* BRIEF *
Below are some records. Say in a single number how many of their lines include the word "filter".

*** Opening MATERIAL FOR THIS EXERCISE ***

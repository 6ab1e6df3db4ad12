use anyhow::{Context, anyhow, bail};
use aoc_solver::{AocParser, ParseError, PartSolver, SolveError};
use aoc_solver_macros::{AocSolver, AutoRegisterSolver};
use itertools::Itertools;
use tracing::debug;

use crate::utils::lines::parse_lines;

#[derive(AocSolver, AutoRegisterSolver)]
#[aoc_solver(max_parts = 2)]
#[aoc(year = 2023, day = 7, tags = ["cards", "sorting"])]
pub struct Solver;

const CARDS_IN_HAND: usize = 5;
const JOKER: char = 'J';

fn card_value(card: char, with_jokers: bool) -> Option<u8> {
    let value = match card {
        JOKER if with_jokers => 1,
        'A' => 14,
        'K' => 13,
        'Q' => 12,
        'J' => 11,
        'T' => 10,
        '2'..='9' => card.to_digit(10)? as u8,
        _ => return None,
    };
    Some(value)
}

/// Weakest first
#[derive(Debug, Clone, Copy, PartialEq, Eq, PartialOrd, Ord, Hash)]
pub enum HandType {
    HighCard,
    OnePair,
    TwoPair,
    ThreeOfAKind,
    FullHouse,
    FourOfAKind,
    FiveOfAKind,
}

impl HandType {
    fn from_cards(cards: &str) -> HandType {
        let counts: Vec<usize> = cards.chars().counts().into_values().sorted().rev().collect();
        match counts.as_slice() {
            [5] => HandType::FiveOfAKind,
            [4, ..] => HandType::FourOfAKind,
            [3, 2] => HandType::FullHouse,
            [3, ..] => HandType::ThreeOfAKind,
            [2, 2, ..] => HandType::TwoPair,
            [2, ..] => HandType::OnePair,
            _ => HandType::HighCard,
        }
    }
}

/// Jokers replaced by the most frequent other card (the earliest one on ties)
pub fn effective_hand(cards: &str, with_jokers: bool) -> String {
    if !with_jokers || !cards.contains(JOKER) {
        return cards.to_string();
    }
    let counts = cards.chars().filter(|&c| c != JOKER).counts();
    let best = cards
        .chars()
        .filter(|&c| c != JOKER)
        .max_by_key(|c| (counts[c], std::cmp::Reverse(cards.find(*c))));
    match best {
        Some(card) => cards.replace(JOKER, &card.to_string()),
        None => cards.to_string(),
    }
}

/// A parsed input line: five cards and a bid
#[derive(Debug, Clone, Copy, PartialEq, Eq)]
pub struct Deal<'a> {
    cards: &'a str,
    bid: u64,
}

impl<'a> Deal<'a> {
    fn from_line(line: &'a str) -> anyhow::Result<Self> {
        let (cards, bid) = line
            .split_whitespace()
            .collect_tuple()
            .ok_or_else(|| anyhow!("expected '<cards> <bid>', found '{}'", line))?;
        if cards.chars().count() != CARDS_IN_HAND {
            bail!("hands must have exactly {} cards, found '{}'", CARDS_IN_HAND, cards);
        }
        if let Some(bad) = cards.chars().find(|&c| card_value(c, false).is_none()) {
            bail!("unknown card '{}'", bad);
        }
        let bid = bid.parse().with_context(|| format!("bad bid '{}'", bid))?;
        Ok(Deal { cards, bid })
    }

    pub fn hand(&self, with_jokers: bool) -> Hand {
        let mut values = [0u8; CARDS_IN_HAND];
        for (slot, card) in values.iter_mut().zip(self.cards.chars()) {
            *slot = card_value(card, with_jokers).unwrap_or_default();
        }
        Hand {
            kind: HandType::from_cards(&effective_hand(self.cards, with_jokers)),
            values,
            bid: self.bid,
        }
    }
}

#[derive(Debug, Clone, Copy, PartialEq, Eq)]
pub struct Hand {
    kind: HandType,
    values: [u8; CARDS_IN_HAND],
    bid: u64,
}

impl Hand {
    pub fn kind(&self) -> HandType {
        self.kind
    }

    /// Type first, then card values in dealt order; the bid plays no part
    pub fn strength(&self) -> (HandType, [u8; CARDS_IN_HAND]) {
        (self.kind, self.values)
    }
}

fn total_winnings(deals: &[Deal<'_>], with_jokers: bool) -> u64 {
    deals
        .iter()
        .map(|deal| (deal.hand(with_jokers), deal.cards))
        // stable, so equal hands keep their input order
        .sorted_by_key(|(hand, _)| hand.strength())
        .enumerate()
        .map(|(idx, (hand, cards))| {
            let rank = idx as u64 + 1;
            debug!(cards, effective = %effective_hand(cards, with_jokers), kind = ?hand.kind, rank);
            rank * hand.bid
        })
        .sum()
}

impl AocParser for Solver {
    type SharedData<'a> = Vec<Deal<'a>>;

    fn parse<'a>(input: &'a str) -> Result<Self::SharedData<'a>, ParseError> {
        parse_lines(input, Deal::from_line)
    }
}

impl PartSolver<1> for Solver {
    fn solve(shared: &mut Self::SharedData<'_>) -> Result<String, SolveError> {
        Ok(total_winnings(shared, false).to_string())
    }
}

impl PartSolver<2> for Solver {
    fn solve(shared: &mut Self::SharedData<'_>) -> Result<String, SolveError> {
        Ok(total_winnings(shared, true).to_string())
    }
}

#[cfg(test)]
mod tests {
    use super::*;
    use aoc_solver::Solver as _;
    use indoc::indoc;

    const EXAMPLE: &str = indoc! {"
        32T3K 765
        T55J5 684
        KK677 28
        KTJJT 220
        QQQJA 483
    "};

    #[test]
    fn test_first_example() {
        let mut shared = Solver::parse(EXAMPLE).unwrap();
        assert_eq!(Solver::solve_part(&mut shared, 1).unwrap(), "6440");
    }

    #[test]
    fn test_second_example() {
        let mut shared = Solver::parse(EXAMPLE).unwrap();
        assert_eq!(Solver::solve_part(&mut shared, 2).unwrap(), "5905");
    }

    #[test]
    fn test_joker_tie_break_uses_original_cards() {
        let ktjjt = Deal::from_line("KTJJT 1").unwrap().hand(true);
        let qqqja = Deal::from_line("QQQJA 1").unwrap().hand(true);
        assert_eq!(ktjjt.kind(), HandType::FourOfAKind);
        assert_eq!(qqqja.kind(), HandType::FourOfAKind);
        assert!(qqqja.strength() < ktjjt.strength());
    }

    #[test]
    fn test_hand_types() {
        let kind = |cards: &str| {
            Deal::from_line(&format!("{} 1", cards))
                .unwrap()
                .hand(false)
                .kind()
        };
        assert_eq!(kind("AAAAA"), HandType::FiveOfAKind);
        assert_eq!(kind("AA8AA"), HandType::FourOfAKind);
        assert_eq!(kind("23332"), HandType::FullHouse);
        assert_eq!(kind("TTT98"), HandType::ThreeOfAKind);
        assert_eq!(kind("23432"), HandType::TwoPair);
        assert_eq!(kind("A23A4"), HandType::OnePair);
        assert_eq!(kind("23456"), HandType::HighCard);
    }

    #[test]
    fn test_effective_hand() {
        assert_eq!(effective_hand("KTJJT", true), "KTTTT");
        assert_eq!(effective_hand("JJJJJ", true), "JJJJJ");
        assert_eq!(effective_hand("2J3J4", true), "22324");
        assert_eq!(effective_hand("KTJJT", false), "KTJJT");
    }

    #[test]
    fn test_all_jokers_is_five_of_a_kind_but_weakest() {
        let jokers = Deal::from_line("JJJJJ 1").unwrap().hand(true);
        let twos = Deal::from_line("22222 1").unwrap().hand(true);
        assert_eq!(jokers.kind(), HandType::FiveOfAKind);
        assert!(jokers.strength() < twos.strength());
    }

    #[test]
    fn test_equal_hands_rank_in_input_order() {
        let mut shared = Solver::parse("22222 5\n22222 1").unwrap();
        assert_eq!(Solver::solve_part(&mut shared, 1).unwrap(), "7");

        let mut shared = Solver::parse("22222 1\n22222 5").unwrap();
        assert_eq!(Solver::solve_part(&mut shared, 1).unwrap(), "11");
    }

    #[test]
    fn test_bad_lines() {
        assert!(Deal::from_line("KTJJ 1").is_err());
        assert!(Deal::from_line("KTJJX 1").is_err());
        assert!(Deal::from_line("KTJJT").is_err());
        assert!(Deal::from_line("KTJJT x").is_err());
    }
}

*** Closing MATERIAL FOR THIS EXERCISE ***

* TASK SOLUTION *
2